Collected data

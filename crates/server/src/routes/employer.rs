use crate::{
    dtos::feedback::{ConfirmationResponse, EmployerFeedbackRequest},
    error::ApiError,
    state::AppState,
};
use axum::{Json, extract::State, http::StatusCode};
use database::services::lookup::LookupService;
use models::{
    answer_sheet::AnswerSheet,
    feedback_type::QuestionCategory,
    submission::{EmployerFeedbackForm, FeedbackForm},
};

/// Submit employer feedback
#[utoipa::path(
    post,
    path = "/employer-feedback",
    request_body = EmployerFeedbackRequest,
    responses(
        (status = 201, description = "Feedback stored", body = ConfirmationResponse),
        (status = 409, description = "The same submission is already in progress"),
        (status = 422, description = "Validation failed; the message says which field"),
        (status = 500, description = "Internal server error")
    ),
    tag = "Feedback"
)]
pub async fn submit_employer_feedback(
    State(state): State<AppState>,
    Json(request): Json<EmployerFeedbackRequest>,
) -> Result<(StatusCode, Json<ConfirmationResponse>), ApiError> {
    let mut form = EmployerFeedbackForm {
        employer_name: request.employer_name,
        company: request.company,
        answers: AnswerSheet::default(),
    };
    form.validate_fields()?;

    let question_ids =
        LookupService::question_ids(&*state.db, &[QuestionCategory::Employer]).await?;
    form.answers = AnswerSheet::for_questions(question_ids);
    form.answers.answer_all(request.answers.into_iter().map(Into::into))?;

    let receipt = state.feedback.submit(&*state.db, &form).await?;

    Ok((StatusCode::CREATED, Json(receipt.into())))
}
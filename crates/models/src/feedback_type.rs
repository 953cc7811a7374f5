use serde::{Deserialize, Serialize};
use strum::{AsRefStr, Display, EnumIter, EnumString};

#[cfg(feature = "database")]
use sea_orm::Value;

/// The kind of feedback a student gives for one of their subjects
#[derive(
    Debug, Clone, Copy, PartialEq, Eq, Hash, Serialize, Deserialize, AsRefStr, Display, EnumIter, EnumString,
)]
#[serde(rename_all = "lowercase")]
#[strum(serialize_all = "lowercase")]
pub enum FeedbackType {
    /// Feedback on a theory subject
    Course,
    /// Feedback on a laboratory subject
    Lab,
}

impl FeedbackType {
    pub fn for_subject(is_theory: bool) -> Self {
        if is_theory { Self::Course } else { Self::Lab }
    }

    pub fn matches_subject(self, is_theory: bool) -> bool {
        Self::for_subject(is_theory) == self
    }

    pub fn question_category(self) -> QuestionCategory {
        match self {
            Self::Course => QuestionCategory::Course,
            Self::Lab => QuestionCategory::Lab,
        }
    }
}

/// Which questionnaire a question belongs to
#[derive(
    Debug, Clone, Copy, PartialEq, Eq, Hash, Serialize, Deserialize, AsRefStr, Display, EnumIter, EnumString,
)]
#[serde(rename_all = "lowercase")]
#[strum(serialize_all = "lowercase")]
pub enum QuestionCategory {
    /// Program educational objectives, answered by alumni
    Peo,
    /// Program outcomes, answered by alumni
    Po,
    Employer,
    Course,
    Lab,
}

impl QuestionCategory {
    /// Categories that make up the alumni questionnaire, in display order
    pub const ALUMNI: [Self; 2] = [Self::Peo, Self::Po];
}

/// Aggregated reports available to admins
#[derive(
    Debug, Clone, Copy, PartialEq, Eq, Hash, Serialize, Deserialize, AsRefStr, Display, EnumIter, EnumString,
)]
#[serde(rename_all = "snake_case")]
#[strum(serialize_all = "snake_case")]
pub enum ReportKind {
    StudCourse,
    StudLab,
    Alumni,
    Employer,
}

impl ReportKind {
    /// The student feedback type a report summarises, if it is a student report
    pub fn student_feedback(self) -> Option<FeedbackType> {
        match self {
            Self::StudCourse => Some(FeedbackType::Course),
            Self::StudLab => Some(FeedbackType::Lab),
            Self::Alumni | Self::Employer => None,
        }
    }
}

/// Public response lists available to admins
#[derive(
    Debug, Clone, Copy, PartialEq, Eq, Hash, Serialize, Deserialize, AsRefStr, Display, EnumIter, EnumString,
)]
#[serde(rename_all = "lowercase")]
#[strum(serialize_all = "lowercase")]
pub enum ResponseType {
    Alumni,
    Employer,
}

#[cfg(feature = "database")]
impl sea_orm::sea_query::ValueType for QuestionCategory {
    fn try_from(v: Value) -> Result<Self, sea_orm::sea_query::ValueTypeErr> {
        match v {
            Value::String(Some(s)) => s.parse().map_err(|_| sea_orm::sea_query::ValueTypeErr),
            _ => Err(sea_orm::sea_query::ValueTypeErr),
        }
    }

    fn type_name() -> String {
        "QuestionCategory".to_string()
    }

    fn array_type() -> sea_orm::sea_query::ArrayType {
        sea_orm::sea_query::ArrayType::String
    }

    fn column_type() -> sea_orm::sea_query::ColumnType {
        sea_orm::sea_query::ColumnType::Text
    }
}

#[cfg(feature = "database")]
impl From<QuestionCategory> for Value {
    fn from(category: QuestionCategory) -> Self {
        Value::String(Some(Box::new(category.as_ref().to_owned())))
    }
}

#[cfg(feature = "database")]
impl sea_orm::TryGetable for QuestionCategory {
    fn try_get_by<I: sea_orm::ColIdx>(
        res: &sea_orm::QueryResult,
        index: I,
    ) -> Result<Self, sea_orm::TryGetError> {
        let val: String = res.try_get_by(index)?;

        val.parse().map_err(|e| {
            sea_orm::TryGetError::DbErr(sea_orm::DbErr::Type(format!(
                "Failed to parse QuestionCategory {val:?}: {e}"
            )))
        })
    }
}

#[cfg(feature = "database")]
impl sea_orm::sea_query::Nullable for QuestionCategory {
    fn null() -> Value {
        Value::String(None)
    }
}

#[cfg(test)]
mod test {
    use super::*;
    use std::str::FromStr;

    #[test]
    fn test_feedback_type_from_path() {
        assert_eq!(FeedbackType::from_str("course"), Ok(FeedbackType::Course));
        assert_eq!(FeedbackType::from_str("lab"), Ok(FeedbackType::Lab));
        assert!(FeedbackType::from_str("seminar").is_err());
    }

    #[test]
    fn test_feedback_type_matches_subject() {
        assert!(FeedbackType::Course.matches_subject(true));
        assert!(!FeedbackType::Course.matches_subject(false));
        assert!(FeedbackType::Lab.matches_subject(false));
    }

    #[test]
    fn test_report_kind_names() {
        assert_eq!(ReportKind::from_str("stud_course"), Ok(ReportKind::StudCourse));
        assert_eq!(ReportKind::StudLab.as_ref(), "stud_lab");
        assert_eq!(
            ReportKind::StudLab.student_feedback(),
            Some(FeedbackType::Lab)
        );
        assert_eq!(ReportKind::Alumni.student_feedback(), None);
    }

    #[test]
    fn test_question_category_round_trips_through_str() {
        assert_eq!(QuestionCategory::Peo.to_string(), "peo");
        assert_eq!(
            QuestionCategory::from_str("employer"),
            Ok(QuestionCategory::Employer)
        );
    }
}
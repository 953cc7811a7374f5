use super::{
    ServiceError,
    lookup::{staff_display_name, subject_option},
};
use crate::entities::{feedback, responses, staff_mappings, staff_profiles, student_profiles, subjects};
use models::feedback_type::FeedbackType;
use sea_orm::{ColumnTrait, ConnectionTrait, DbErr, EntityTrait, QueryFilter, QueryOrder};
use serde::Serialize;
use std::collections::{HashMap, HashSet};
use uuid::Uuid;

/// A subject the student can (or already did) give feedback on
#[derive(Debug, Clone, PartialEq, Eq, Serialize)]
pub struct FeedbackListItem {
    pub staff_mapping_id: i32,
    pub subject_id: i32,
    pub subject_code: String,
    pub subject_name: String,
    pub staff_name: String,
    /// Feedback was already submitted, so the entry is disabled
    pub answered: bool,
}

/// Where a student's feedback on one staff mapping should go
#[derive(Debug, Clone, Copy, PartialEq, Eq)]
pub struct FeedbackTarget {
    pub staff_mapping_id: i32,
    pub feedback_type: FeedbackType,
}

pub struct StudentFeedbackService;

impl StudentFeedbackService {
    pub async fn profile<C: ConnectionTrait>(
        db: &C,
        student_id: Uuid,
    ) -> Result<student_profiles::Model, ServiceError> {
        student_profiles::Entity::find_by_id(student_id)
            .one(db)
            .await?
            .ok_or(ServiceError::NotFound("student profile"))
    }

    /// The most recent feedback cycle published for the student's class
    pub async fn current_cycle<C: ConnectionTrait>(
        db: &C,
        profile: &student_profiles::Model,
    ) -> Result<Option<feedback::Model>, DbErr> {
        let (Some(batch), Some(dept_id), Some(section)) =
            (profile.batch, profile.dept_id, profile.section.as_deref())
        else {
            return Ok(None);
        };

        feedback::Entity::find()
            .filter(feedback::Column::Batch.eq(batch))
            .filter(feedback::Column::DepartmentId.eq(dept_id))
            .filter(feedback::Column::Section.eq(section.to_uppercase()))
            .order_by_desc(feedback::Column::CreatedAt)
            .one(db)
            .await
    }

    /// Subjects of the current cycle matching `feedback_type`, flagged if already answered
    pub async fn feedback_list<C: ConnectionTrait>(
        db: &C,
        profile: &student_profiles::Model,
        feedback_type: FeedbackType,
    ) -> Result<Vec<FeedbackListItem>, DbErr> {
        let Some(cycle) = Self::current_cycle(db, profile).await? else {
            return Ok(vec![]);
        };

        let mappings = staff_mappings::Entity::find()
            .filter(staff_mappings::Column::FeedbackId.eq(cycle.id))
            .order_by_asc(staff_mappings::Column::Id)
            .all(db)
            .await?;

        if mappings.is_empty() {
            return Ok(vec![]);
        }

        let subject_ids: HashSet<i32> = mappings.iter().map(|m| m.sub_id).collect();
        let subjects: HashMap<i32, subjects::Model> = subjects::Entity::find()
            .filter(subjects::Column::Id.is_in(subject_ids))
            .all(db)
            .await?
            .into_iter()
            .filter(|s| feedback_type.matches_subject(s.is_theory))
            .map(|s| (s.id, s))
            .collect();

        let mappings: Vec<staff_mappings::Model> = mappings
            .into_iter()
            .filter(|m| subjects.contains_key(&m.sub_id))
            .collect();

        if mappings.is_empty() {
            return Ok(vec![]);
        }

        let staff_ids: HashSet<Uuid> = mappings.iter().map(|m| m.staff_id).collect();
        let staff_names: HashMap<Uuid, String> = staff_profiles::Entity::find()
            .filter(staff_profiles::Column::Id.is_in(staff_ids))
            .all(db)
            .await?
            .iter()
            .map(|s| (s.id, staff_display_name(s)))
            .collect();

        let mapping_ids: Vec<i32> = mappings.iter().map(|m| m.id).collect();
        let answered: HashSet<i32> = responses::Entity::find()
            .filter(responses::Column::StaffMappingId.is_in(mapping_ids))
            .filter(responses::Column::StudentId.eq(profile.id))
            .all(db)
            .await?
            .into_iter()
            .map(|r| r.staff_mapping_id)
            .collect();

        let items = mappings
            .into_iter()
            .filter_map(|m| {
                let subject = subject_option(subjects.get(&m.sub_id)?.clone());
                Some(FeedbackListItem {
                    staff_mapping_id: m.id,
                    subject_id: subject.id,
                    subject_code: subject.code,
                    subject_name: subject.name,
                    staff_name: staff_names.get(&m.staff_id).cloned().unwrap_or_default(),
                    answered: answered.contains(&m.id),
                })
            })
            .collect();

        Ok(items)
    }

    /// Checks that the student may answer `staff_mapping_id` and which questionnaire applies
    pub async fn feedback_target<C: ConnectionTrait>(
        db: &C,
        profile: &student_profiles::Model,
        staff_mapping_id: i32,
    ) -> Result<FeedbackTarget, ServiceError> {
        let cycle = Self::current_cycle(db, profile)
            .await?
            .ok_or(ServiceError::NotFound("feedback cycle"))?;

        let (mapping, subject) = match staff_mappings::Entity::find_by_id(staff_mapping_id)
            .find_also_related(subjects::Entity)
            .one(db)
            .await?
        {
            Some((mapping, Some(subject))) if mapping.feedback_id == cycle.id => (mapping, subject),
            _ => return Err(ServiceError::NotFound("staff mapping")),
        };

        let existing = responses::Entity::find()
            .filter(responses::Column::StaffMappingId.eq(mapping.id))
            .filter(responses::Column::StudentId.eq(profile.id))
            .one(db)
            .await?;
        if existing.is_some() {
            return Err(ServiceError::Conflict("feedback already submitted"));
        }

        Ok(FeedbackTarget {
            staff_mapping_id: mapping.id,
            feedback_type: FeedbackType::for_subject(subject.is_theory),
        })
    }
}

EXERCISE BRIEF: Starting with the first line of the entries, transcribe every line up to and including the one with "(status = 422, description".

ANSWER SECTION:
filename crates/server/src/routes/employer.rs
use crate::{
    dtos::feedback::{ConfirmationResponse, EmployerFeedbackRequest},
    error::ApiError,
    state::AppState,
};
use axum::{Json, extract::State, http::StatusCode};
use database::services::lookup::LookupService;
use models::{
    answer_sheet::AnswerSheet,
    feedback_type::QuestionCategory,
    submission::{EmployerFeedbackForm, FeedbackForm},
};

/// Submit employer feedback
#[utoipa::path(
    post,
    path = "/employer-feedback",
    request_body = EmployerFeedbackRequest,
    responses(
        (status = 201, description = "Feedback stored", body = ConfirmationResponse),
        (status = 409, description = "The same submission is already in progress"),
        (status = 422, description = "Validation failed; the message says which field"),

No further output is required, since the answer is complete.